It was dearer, certainly, than it would have been in London, but it
was quite as good. We sat at a table formed for holding four at an
open window, which, filled with exotics, overlooked Union Square,
lighted by hundreds of incandescent lamps. The room contained about
twenty of these small tables, and was, I suppose, very much like
other rooms of its kind to _habitues_ of such places, but it was all
new to me, and I stared and wondered accordingly. The waiters seemed
to be all foreigners, De Kock addressing them in a mythical but
magical language of his own. The tables were all full, and the
people at them were mostly foreigners as well.
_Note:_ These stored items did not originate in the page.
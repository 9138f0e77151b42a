// Copyright 2025 the Understory Authors
// SPDX-License-Identifier: Apache-2.0 OR MIT

//! Core types: pointer kinds, event flags, gesture events, and the traits the
//! host implements for its tree, its native input, and its gesture recognizer.
//!
//! ## Overview
//!
//! The propagator never inspects raw input or detects gestures itself.
//! Everything it needs from the outside world is expressed here:
//!
//! - [`ParentLookup`] walks from an element to its parent.
//! - [`NativeInput`] identifies one raw pointer/touch event and can suppress its default action.
//! - [`Recognizer`] is the gesture source bound to one element.

use alloc::string::String;
use core::fmt;
use core::str::FromStr;

use kurbo::{Point, Vec2};

use crate::error::ConfigError;

/// Reserved event type carrying raw pointer/touch phases.
///
/// Every binding subscribes its recognizer to this type. Events of this type
/// drive the default-action policy and the gesture origin bookkeeping; they are
/// never delivered to user handlers.
pub const INPUT_EVENT: &str = "hammer.input";

/// Kind of device that produced an input.
#[derive(Copy, Clone, Debug, Eq, PartialEq, Hash)]
pub enum PointerType {
    /// Mouse or other indirect pointer.
    Mouse,
    /// Finger on a touch surface.
    Touch,
    /// Stylus.
    Pen,
}

impl PointerType {
    /// The lowercase tag used in configuration, e.g. `"touch"`.
    pub const fn as_str(self) -> &'static str {
        match self {
            Self::Mouse => "mouse",
            Self::Touch => "touch",
            Self::Pen => "pen",
        }
    }
}

impl fmt::Display for PointerType {
    fn fmt(&self, f: &mut fmt::Formatter<'_>) -> fmt::Result {
        f.write_str(self.as_str())
    }
}

impl FromStr for PointerType {
    type Err = ConfigError;

    fn from_str(s: &str) -> Result<Self, Self::Err> {
        match s {
            "mouse" => Ok(Self::Mouse),
            "touch" => Ok(Self::Touch),
            "pen" => Ok(Self::Pen),
            other => Err(ConfigError::UnknownPointerType(other.into())),
        }
    }
}

bitflags::bitflags! {
    /// Position of an event within its gesture.
    #[derive(Clone, Copy, Debug, Default, PartialEq, Eq, Hash)]
    pub struct EventFlags: u8 {
        /// First event of a gesture (pointer down).
        const FIRST = 0b0000_0001;
        /// Final event of a gesture (pointer up or cancel).
        const FINAL = 0b0000_0010;
    }
}

/// Identity of one native input event.
///
/// Gesture events recognized from the same native event carry the same id.
/// The propagator keys its dedup bookkeeping on it.
#[derive(Copy, Clone, Debug, Eq, PartialEq, Hash, PartialOrd, Ord)]
pub struct InputId(pub u64);

/// The raw pointer or touch event underneath a gesture event.
pub trait NativeInput {
    /// Identity of this native event, shared by every gesture recognized from it.
    fn input_id(&self) -> InputId;
    /// Suppress the platform default action (scrolling, text selection, ...).
    fn prevent_default(&self);
}

/// Look up the parent of an element, i.e. `parentNode`.
///
/// The propagator consults this to walk from a gesture's origin out to the root.
pub trait ParentLookup<K> {
    /// Returns the parent of `node`, or `None` if `node` is a root.
    fn parent_of(&self, node: &K) -> Option<K>;
}

/// A no‑op parent provider: every element is a root.
///
/// With it, a gesture only reaches bindings on its origin element.
#[derive(Copy, Clone, Debug, Default)]
pub struct NoParent;

impl<K> ParentLookup<K> for NoParent {
    #[inline]
    fn parent_of(&self, _node: &K) -> Option<K> {
        None
    }
}

/// A gesture recognizer attached to one element.
///
/// The recognizer turns native input into [`GestureEvent`]s and reports each
/// one for every type it is subscribed to by calling
/// [`Propagator::dispatch`](crate::propagator::Propagator::dispatch) with the
/// binding it belongs to.
pub trait Recognizer<K, N> {
    /// The element this recognizer listens on.
    fn element(&self) -> K;
    /// Start reporting events of `kind`.
    fn subscribe(&mut self, kind: &str);
    /// Stop reporting events of `kind`.
    fn unsubscribe(&mut self, kind: &str);
    /// Observe a manually emitted event before it is dispatched.
    fn emit(&mut self, _event: &GestureEvent<K, N>) {}
    /// Release everything the recognizer holds on its element.
    fn destroy(&mut self);
}

/// One recognized gesture phase, as reported by a [`Recognizer`].
#[derive(Clone, Debug)]
pub struct GestureEvent<K, N> {
    /// Event type, e.g. `"tap"` or `"panend"`.
    pub kind: String,
    /// Element the pointer is currently over.
    pub target: K,
    /// Native input this event was recognized from.
    pub src: N,
    /// First/final markers.
    pub flags: EventFlags,
    /// Device that produced the input.
    pub pointer_type: PointerType,
    /// Gesture center in the host's coordinate space.
    pub center: Point,
    /// Movement since the first event of the gesture.
    pub delta: Vec2,
}

impl<K, N> GestureEvent<K, N> {
    /// Create an event with no flags, centered at the origin.
    pub fn new(kind: impl Into<String>, target: K, src: N, pointer_type: PointerType) -> Self {
        Self {
            kind: kind.into(),
            target,
            src,
            flags: EventFlags::empty(),
            pointer_type,
            center: Point::ZERO,
            delta: Vec2::ZERO,
        }
    }

    /// Replace the first/final markers.
    #[must_use]
    pub fn with_flags(mut self, flags: EventFlags) -> Self {
        self.flags = flags;
        self
    }

    /// Set the center point and the delta since the gesture began.
    #[must_use]
    pub fn at(mut self, center: Point, delta: Vec2) -> Self {
        self.center = center;
        self.delta = delta;
        self
    }

    /// True for the first event of a gesture.
    pub fn is_first(&self) -> bool {
        self.flags.contains(EventFlags::FIRST)
    }

    /// True for the final event of a gesture.
    pub fn is_final(&self) -> bool {
        self.flags.contains(EventFlags::FINAL)
    }

    /// True for the reserved raw-phase type [`INPUT_EVENT`].
    pub fn is_input(&self) -> bool {
        self.kind == INPUT_EVENT
    }
}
"The Leicester Square of New York," remarked De Kock, as he helped
me to the delicious Chiante wine out of a basket-covered bottle into
a dainty glass. The soup was excellent, I remember. So was the
macaroni, served in the best Italian method. I wondered to see De
Kock manipulate it in finished style, winding yards of it around his
fork, and swallowing it duly without any apparent effort. I cut mine
at that time, although I have learned better now. I recollect the
asparagus, too: served by itself on a great flat dish, and shining
pale and green through the clear golden sauce that was poured over it.
I was just finishing my first luscious, liquid stalk, and indulging
in anticipations of my second, when the highest, the shrillest, the
most piercing, and most unearthly voice I ever heard, shouted out--

"_And for goodness sake don't say I told you_!"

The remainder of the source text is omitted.